I often (well, not that often) wonder what caused Gall's paradigm shift from the shockingly-ahead-of-its-time gorilla on ledgeism of the Sub Zero video to his current subgenre. Indeed, if one consolidates that part his footage from Eastern Exposure 2, and his 411 Wheels of Fortune from #11, one has the blueprint for East Coast tech that was in place pretty much until the tight pants era. It's almost as if there was nowhere else for him to go, nothing else for him to accomplish in that particular realm. No one was really fucking with anything on that level besides the elite Pulaski dudes (and some New York dudes such as Keith Harrison). The thing about that footage is that, when one watches it now, skating was so seemingly dead that there was pretty much no one in the background at Love/City Hall except for the same five dudes. Oddly enough, I thought about going up there back then but with Pulaski so seemingly close, it was like "why bother?" Looking back, it seems insane that we just accepted these epic, perfect spots as if they would always be there.
Like someone else from NJ told me once, "Spots come and go, life moves on."
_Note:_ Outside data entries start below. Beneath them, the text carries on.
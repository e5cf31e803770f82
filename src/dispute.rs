//! Disputes: a side state machine that freezes a trade while a mediator decides it.
//!
//! The dispute record is authoritative. The trade's `Disputed` status is a projection kept in
//! step with it, and the state the trade had before is kept on the dispute so a resolution can
//! put it back.
use super::audit::{self, WitnessAction};
use super::error::{Result, TradeError, ValidationError};
use super::escrow::{HoldStatus, tx_active_hold, tx_set_dispute_freeze};
use super::ledger::tx_set_reservation;
use super::notify::TradeEvent;
use super::service::TradeService;
use super::settlement::settle;
use super::store::{get, tx_get_str, tx_load, tx_put, tx_put_str, tx_remove};
use super::trade::{TimeStamp, Trade, TradeStatus};
use super::utils::{DISPUTE_HRP, new_id};
use chrono::Utc;
use tracing::{info, warn};

#[derive(minicbor::Encode, minicbor::Decode, Debug, Clone, Copy, PartialEq, Eq)]
pub enum DisputeType {
    #[n(0)]
    ItemNotReceived,
    #[n(1)]
    ItemNotAsDescribed,
    #[n(2)]
    ItemDamaged,
    #[n(3)]
    WrongItem,
    #[n(4)]
    Other,
}

#[derive(minicbor::Encode, minicbor::Decode, Debug, Clone, Copy, PartialEq, Eq)]
pub enum DisputeStatus {
    #[n(0)]
    OpenAwaitingResponse,
    #[n(1)]
    InMediation,
    #[n(2)]
    Resolved,
}

impl DisputeStatus {
    pub fn as_str(self) -> &'static str {
        match self {
            DisputeStatus::OpenAwaitingResponse => "OPEN_AWAITING_RESPONSE",
            DisputeStatus::InMediation => "IN_MEDIATION",
            DisputeStatus::Resolved => "RESOLVED",
        }
    }
}

#[derive(minicbor::Encode, minicbor::Decode, Debug, Clone, Copy, PartialEq, Eq)]
pub enum Resolution {
    #[n(0)]
    RefundInitiator,
    #[n(1)]
    MutuallyResolved,
    #[n(2)]
    TradeUpheld,
}

#[derive(minicbor::Encode, minicbor::Decode, Debug, Clone, PartialEq, Eq)]
pub struct Dispute {
    #[n(0)]
    pub id: String,
    #[n(1)]
    pub trade_id: String,
    #[n(2)]
    pub initiator_id: String,
    #[n(3)]
    pub respondent_id: String,
    #[n(4)]
    pub dispute_type: DisputeType,
    #[n(5)]
    pub statement: String,
    #[n(6)]
    pub response: Option<String>,
    #[n(7)]
    pub status: DisputeStatus,
    #[n(8)]
    pub prior_status: TradeStatus,
    #[n(9)]
    pub resolution: Option<Resolution>,
    #[n(10)]
    pub resolution_notes: Option<String>,
    #[n(11)]
    pub created_at: TimeStamp<Utc>,
    #[n(12)]
    pub updated_at: TimeStamp<Utc>,
}

impl Dispute {
    fn invalid(&self, action: &'static str) -> TradeError {
        TradeError::InvalidDisputeState {
            dispute_id: self.id.clone(),
            action,
            status: self.status.as_str(),
        }
    }
}

/// Escrow work a resolution leaves for after its transaction commits.
enum FollowUp {
    None,
    Refund,
    Release,
}

impl TradeService {
    pub fn open_dispute(
        &self,
        trade_id: &str,
        initiator_id: &str,
        dispute_type: DisputeType,
        statement: &str,
    ) -> Result<Dispute> {
        if statement.trim().is_empty() {
            return Err(ValidationError::Blank("dispute statement").into());
        }
        let dispute_id = new_id(DISPUTE_HRP);

        let dispute = self.store.transaction(|tx| {
            let mut trade: Trade = tx_load(tx.trades, "trade", trade_id)?;
            let party = trade
                .party_of(initiator_id)
                .ok_or_else(|| TradeError::forbidden(initiator_id, "dispute this trade"))?;
            if tx_get_str(tx.active_disputes, trade_id)?.is_some() {
                return Err(TradeError::DisputeAlreadyOpen(trade_id.to_string()).into());
            }
            if !matches!(
                trade.status,
                TradeStatus::Accepted
                    | TradeStatus::EscrowFunded
                    | TradeStatus::CompletedAwaitingRating
            ) {
                return Err(TradeError::InvalidStateTransition {
                    action: "open a dispute on",
                    status: trade.status,
                }
                .into());
            }

            let now = TimeStamp::new();
            let dispute = Dispute {
                id: dispute_id.clone(),
                trade_id: trade_id.to_string(),
                initiator_id: initiator_id.to_string(),
                respondent_id: trade.user_of(party.other()).to_string(),
                dispute_type,
                statement: statement.to_string(),
                response: None,
                status: DisputeStatus::OpenAwaitingResponse,
                prior_status: trade.status,
                resolution: None,
                resolution_notes: None,
                created_at: now.clone(),
                updated_at: now,
            };
            trade.transition(TradeStatus::Disputed, "open a dispute on")?;
            trade.dispute_id = Some(dispute.id.clone());
            tx_set_dispute_freeze(tx, trade_id, true)?;
            audit::record(
                tx,
                &mut trade,
                initiator_id,
                WitnessAction::DisputeOpened {
                    dispute_id: dispute.id.clone(),
                },
            )?;

            tx_put(tx.disputes, &dispute.id, &dispute)?;
            tx_put_str(tx.active_disputes, trade_id, &dispute.id)?;
            tx_put(tx.trades, trade_id, &trade)?;
            Ok(dispute)
        })?;

        info!(trade_id, dispute_id = %dispute.id, initiator_id, "dispute opened");
        self.notify(
            &dispute.respondent_id,
            TradeEvent::DisputeOpened,
            trade_id,
            "Your trade partner opened a dispute. Please respond.",
        );
        Ok(dispute)
    }

    /// The other party answers the dispute, which hands it to mediation.
    pub fn respond_dispute(
        &self,
        dispute_id: &str,
        respondent_id: &str,
        statement: &str,
    ) -> Result<Dispute> {
        if statement.trim().is_empty() {
            return Err(ValidationError::Blank("dispute response").into());
        }
        let dispute = self.store.transaction(|tx| {
            let mut dispute: Dispute = tx_load(tx.disputes, "dispute", dispute_id)?;
            if respondent_id != dispute.respondent_id {
                return Err(TradeError::forbidden(respondent_id, "respond to this dispute").into());
            }
            if dispute.status != DisputeStatus::OpenAwaitingResponse {
                return Err(dispute.invalid("take a response").into());
            }
            dispute.response = Some(statement.to_string());
            dispute.status = DisputeStatus::InMediation;
            dispute.updated_at = TimeStamp::new();
            tx_put(tx.disputes, dispute_id, &dispute)?;
            Ok(dispute)
        })?;

        info!(dispute_id, trade_id = %dispute.trade_id, "dispute in mediation");
        self.notify(
            &dispute.initiator_id,
            TradeEvent::DisputeResponse,
            &dispute.trade_id,
            "Your trade partner responded to the dispute.",
        );
        Ok(dispute)
    }

    /// Mediator closes the dispute and applies the resolution to the trade and its escrow.
    ///
    /// Before settlement a refund cancels the trade and returns the escrow to its payer, an
    /// upheld funded trade settles and pays out, and anything else puts the trade back where
    /// it was. After settlement every resolution puts the trade back to awaiting ratings.
    /// Escrow calls happen after the resolution commits; if one fails the error is returned
    /// and [`TradeService::refund_escrow`] or [`TradeService::release_escrow`] retries it.
    pub fn resolve_dispute(
        &self,
        dispute_id: &str,
        mediator_id: &str,
        resolution: Resolution,
        notes: Option<String>,
    ) -> Result<Dispute> {
        let rating_window = self.rating_window;
        let (dispute, trade, settlement, follow_up) = self.store.transaction(|tx| {
            let mut dispute: Dispute = tx_load(tx.disputes, "dispute", dispute_id)?;
            if dispute.status == DisputeStatus::Resolved {
                return Err(dispute.invalid("be resolved").into());
            }
            let mut trade: Trade = tx_load(tx.trades, "trade", &dispute.trade_id)?;
            let trade_id = trade.id.clone();

            dispute.status = DisputeStatus::Resolved;
            dispute.resolution = Some(resolution);
            dispute.resolution_notes = notes.clone();
            dispute.updated_at = TimeStamp::new();
            tx_put(tx.disputes, dispute_id, &dispute)?;
            tx_remove(tx.active_disputes, &trade_id)?;
            tx_set_dispute_freeze(tx, &trade_id, false)?;
            audit::record(
                tx,
                &mut trade,
                mediator_id,
                WitnessAction::DisputeResolved {
                    dispute_id: dispute_id.to_string(),
                    resolution,
                },
            )?;

            let funded = tx_active_hold(tx, &trade_id)?
                .is_some_and(|hold| hold.status == HoldStatus::Funded);
            let mut settlement = None;
            let follow_up = match (trade.settled, resolution) {
                (true, _) => {
                    trade.transition(dispute.prior_status, "resolve dispute")?;
                    if funded { FollowUp::Release } else { FollowUp::None }
                }
                (false, Resolution::RefundInitiator) => {
                    trade.transition(TradeStatus::Cancelled, "refund a disputed trade")?;
                    tx_set_reservation(tx, &trade.terms, &trade_id, false)?;
                    audit::record(tx, &mut trade, mediator_id, WitnessAction::Cancelled)?;
                    FollowUp::Refund
                }
                (false, Resolution::TradeUpheld) if funded => {
                    settlement = Some(settle(tx, &mut trade, mediator_id, rating_window)?);
                    FollowUp::Release
                }
                (false, _) => {
                    trade.transition(dispute.prior_status, "resolve dispute")?;
                    FollowUp::None
                }
            };
            tx_put(tx.trades, &trade_id, &trade)?;
            Ok((dispute, trade, settlement, follow_up))
        })?;

        info!(
            dispute_id,
            trade_id = %trade.id,
            resolution = ?resolution,
            status = %trade.status,
            "dispute resolved"
        );
        for user_id in [&trade.proposer_id, &trade.receiver_id] {
            self.notify(
                user_id,
                TradeEvent::DisputeResolved,
                &trade.id,
                format!("The dispute was resolved: {resolution:?}"),
            );
        }
        if let Some(settlement) = &settlement {
            self.after_settlement(settlement);
        }

        let escrow_result = match follow_up {
            FollowUp::None => Ok(()),
            FollowUp::Refund => self
                .escrow
                .unwind_hold(&trade.id, mediator_id)
                .map(|hold| hold.iter().for_each(|h| self.notify_refund(h))),
            FollowUp::Release => self.release_escrow(&trade.id, mediator_id).map(|_| ()),
        };
        escrow_result.map_err(|e| {
            warn!(dispute_id, trade_id = %trade.id, error = %e, "escrow follow-up after resolution failed");
            e
        })?;
        Ok(dispute)
    }

    pub fn get_dispute(&self, dispute_id: &str) -> Result<Dispute> {
        get(&self.store.disputes, dispute_id)?
            .ok_or_else(|| TradeError::not_found("dispute", dispute_id))
    }

    /// The dispute currently holding the trade, if any.
    pub fn active_dispute(&self, trade_id: &str) -> Result<Option<Dispute>> {
        match self.store.active_disputes.get(trade_id.as_bytes())? {
            Some(id) => self.get_dispute(&String::from_utf8_lossy(&id)).map(Some),
            None => Ok(None),
        }
    }
}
ps. Oddly enough, no one has yet mined the Sabbath Dio years for skate vid soundtrack material


GILLETTE

"The kid's good." I'm not going to include a lengthy dissertation here--just a dude from California with good style. On Royal so he must not be a kook.
Oh yeah--beautiful backside 360 off the FF bump; feet do not leave board.


KHALSA


The kid's bad--as in fucking badass. Is he related to that dude that was in Lurkers 2? In any event, what we have here is a new interpretation of the Tom Penny sleepy style, with some mid-Nineties Anthony Correa influence--perhaps by osmosis. The one trick that stuck out in my mind was the overturned b/s noeblunt revert--or is that a "farside" bs ng-- on that bank. Remember when "farside" tricks were supposed to be, like, the future? This started approximately the time of the Peter Smolik ad featuring the first recorded b/s 180 to sw f/s crooked grind.



O'CONNOR



"Ladies and gentlemen, it's skateboarding's funnyman, Tim O'Connor!"
Although, I , for one, prefer the dry, subtle humor of a Sal Barbier, some of the shit O'Connor says is admittedly humorous. It's like baseball - three out of ten and you're a superstar. Besides, most dudes that get "interviewed" are about as charismatic and engaging as cigar store Indians.
And now, the skateboarding part of this review installment. Truth be told, I intentionally ignored the Element saga of O'Connor's career. Do I even have to say why? The way I see it, he appears to have internalized the right influences (Carroll, Lotti--especially in the fakie bigspin flip herein) and comes out with some semi-progressive shit but somehow never sets the world on fire. Those shove-it 5/0 variations he does are sick, though--no one's really fucking with those except Jean-Baptiste. However, the pressure flip manual should have been relegated to the cutting room floor, leaving the nollie cab flip over that hip (the same one that Charles Lamb nollie cab heeled over like 5 years ago) as the ender. What's wrong with that?

HOWEVER,,,


Shortly after that one Skateboarder cover:

, I went on a secret spy mission to the spot and tripped the fuck out at how rough it is.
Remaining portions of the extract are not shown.